We drunks are a piece of work. I used to think that my not drinking was a big deal, and that everyone should sit up and take notice. Then my sponsor told me to get off my high horse. When I sobered up, I started doing what I should have been doing all along, and the whole world isn't going to come to a screaching halt and bow down to me. Big Book quotes are good for making a point and here's another one:

"Assuming we are spiritually fit, we can do all sorts of things alcoholics are not supposed to do.
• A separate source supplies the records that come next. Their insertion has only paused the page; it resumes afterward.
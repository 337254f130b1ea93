use chrono::NaiveDate;

use crate::block::Block;
use crate::config::{HeadingKey, LanguageConfig, OfficerLayout, group};
use crate::parser::{Context, MissingNamePolicy};
use crate::types::{AttendanceRecord, Clerk, IssueKind, MemberName, PublicOfficer};

pub(crate) struct HeadingOutcome<'a> {
    pub(crate) attendance: AttendanceRecord,
    /// Heading blocks after the last clerk entry; they belong to the content.
    pub(crate) overflow: &'a [Block],
}

/// Entries of one marker, as indices into the heading blocks.
struct Group {
    key: HeadingKey,
    entries: Vec<usize>,
}

fn group_entries(blocks: &[Block], config: &LanguageConfig) -> Vec<Group> {
    let mut groups = vec![Group {
        key: HeadingKey::Preamble,
        entries: Vec::new(),
    }];
    let mut current = 0;

    for (index, block) in blocks.iter().enumerate() {
        if let Some(key) = config.heading_key(&block.full_text()) {
            current = match groups.iter().position(|g| g.key == key) {
                Some(existing) => existing,
                None => {
                    groups.push(Group {
                        key,
                        entries: Vec::new(),
                    });
                    groups.len() - 1
                }
            };
            continue;
        }
        groups[current].entries.push(index);
    }
    groups
}

fn entries<'a>(groups: &'a [Group], key: HeadingKey) -> Option<&'a [usize]> {
    groups
        .iter()
        .find(|g| g.key == key)
        .map(|g| g.entries.as_slice())
}

fn texts(blocks: &[Block], indices: &[usize]) -> Vec<String> {
    indices
        .iter()
        .map(|&i| blocks[i].full_text())
        .filter(|text| !text.is_empty())
        .collect()
}

pub(crate) fn parse_heading<'a>(blocks: &'a [Block], cx: &mut Context) -> HeadingOutcome<'a> {
    let groups = group_entries(blocks, cx.config);
    let mut attendance = AttendanceRecord::default();

    if let Some(indices) = entries(&groups, HeadingKey::Title) {
        for text in texts(blocks, indices) {
            if attendance.sitting_date.is_none()
                && let Some(date) = parse_sitting_date(&text, cx.config)
            {
                attendance.sitting_date = Some(date);
                attendance.sitting_date_text = Some(text);
            } else if attendance.opening.is_none() && cx.config.opening.is_match(&text) {
                attendance.opening = Some(text);
            }
        }
    } else {
        log::debug!("No Hansard title in the heading");
    }

    match entries(&groups, HeadingKey::MembersPresent) {
        Some(indices) => {
            let entries = strip_president_marker(texts(blocks, indices), cx);
            let mut members = member_names(&entries, cx).into_iter();
            attendance.president = members.next();
            attendance.members_present = members.collect();
        }
        None => cx.record(IssueKind::MissingMarker, "No members present list in the heading"),
    }

    if let Some(indices) = entries(&groups, HeadingKey::MembersAbsent) {
        attendance.members_absent = member_names(&texts(blocks, indices), cx);
    }

    attendance.public_officers = match entries(&groups, HeadingKey::PublicOfficers) {
        Some(indices) => {
            let entries = texts(blocks, indices);
            match cx.config.officer_layout {
                OfficerLayout::Alternating => alternating_officers(entries, cx),
                OfficerLayout::Combined => Some(combined_officers(&entries, cx)),
            }
        }
        None => {
            log::warn!("No public officer present");
            None
        }
    };

    let mut overflow: &[Block] = &[];
    match entries(&groups, HeadingKey::Clerks) {
        Some(indices) => {
            for &index in indices {
                let text = blocks[index].full_text();
                if text.is_empty() {
                    continue;
                }
                match cx.config.clerk.captures(&text) {
                    Some(caps) => match (group(&caps, "name"), group(&caps, "title")) {
                        (Some(name), Some(title)) => attendance.clerks.push(Clerk {
                            name: name.trim().to_string(),
                            title: title.trim().to_string(),
                        }),
                        _ => cx.record(
                            IssueKind::UnexpectedEntry,
                            format!("Clerk entry '{}' lacks a name or a title", text),
                        ),
                    },
                    None => {
                        log::debug!("Heading ends before '{}'", text);
                        overflow = &blocks[index..];
                        break;
                    }
                }
            }
        }
        None => cx.record(IssueKind::MissingMarker, "No clerks list in the heading"),
    }

    HeadingOutcome {
        attendance,
        overflow,
    }
}

pub(crate) fn parse_sitting_date(text: &str, config: &LanguageConfig) -> Option<NaiveDate> {
    for format in &config.sitting_date_formats {
        if let Ok(date) = NaiveDate::parse_from_str(text.trim(), format) {
            return Some(date);
        }
    }
    let caps = config.sitting_date.as_ref()?.captures(text)?;
    NaiveDate::from_ymd_opt(
        group(&caps, "year")?.parse().ok()?,
        group(&caps, "month")?.parse().ok()?,
        group(&caps, "day")?.parse().ok()?,
    )
}

/// The members present list opens with the president marker, either as an
/// entry of its own or as a prefix of the president's entry.
fn strip_president_marker(mut entries: Vec<String>, cx: &mut Context) -> Vec<String> {
    let config = cx.config;
    let marker = config.president.as_str();
    let Some(first) = entries.first().cloned() else {
        return entries;
    };
    if first == marker {
        entries.remove(0);
    } else if let Some(rest) = first.strip_prefix(marker) {
        entries[0] = rest.trim().to_string();
    } else {
        cx.record(
            IssueKind::UnexpectedEntry,
            format!("The first row should be '{}', but received '{}'", marker, first),
        );
    }
    entries
}

fn member_names(entries: &[String], cx: &mut Context) -> Vec<MemberName> {
    entries
        .iter()
        .filter_map(|entry| extract_name(entry, cx))
        .collect()
}

/// Isolates the bare name in an attendance entry. The titles after the first
/// comma are never part of it.
pub(crate) fn extract_name(full_text: &str, cx: &mut Context) -> Option<MemberName> {
    let head = full_text
        .split(|c: char| c == ',' || c == '，')
        .next()
        .unwrap_or_default()
        .trim();

    if let Some(name) = cx.config.member_name.captures(head).and_then(|c| c.name("name")) {
        return Some(MemberName {
            name: Some(name.as_str().trim().to_string()),
            full_text: full_text.to_string(),
        });
    }

    cx.record(
        IssueKind::MissingName,
        format!("Cannot find the name for string '{}'", head),
    );
    match cx.options.missing_name_policy {
        MissingNamePolicy::KeepFullText => Some(MemberName {
            name: None,
            full_text: full_text.to_string(),
        }),
        MissingNamePolicy::Drop => None,
    }
}

fn is_parenthesised(text: &str) -> bool {
    text.starts_with('(') && text.ends_with(')')
}

/// Name and titles on one entry, position on the next.
fn alternating_officers(entries: Vec<String>, cx: &mut Context) -> Option<Vec<PublicOfficer>> {
    let mut merged: Vec<String> = Vec::with_capacity(entries.len());
    for entry in entries {
        match merged.last_mut() {
            Some(previous) if is_parenthesised(&entry) => {
                previous.push(' ');
                previous.push_str(&entry);
            }
            _ => merged.push(entry),
        }
    }

    if merged.len() % 2 != 0 {
        cx.record(
            IssueKind::CountMismatch,
            format!(
                "Number of officers does not match number of positions: {}:{}",
                merged.len().div_ceil(2),
                merged.len() / 2
            ),
        );
        return None;
    }

    Some(
        merged
            .chunks(2)
            .map(|pair| {
                let (name, title) = pair[0].split_once(',').unwrap_or((pair[0].as_str(), ""));
                PublicOfficer {
                    name: name.trim().to_string(),
                    title: title.trim().to_string(),
                    position: pair[1].clone(),
                }
            })
            .collect(),
    )
}

/// Position, name and titles on a single entry.
fn combined_officers(entries: &[String], cx: &mut Context) -> Vec<PublicOfficer> {
    let mut officers = Vec::with_capacity(entries.len());
    for entry in entries {
        let fields = cx
            .config
            .combined_officer
            .as_ref()
            .and_then(|pattern| pattern.captures(entry))
            .and_then(|caps| {
                Some((
                    group(&caps, "name")?,
                    group(&caps, "position")?,
                    group(&caps, "title").unwrap_or_default(),
                ))
            });
        match fields {
            Some((name, position, title)) => officers.push(PublicOfficer {
                name: name.trim().to_string(),
                title: title.trim().to_string(),
                position: position.trim().to_string(),
            }),
            None => {
                cx.record(
                    IssueKind::UnexpectedEntry,
                    format!("Cannot find the position of officer '{}'", entry),
                );
                officers.push(PublicOfficer {
                    name: entry.clone(),
                    title: String::new(),
                    position: String::new(),
                });
            }
        }
    }
    officers
}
People have said we must not go where liquor is served; we must not have it in our homes; we must shun friends who drink; we must avoid moving pictures which show drinking scenes; we must not go into bars; our friends must hide their bottles if we go to their houses; we mustn't think or be reminded about alcohol at all.

We meet these conditions every day. An alcoholic who cannot meet them, still has an alcoholic mind; there is something the matter with his spiritual status. His only chance for sobriety would be some place like the Greenland Ice Cap, and even there an Eskimo might turn up with a bottle of scotch and ruin everything! Ask any woman who has sent her husband to distant places on the theory he would escape the alcohol problem."

To expect others to change just you are is egotistical and self-centered and that's what got us here in the first place.

A good AA friend of mine said once, "Not drinking is easy! That hard thing to do is get down out of the high chair, take the thumb out of our mouth and start behaving responsibly."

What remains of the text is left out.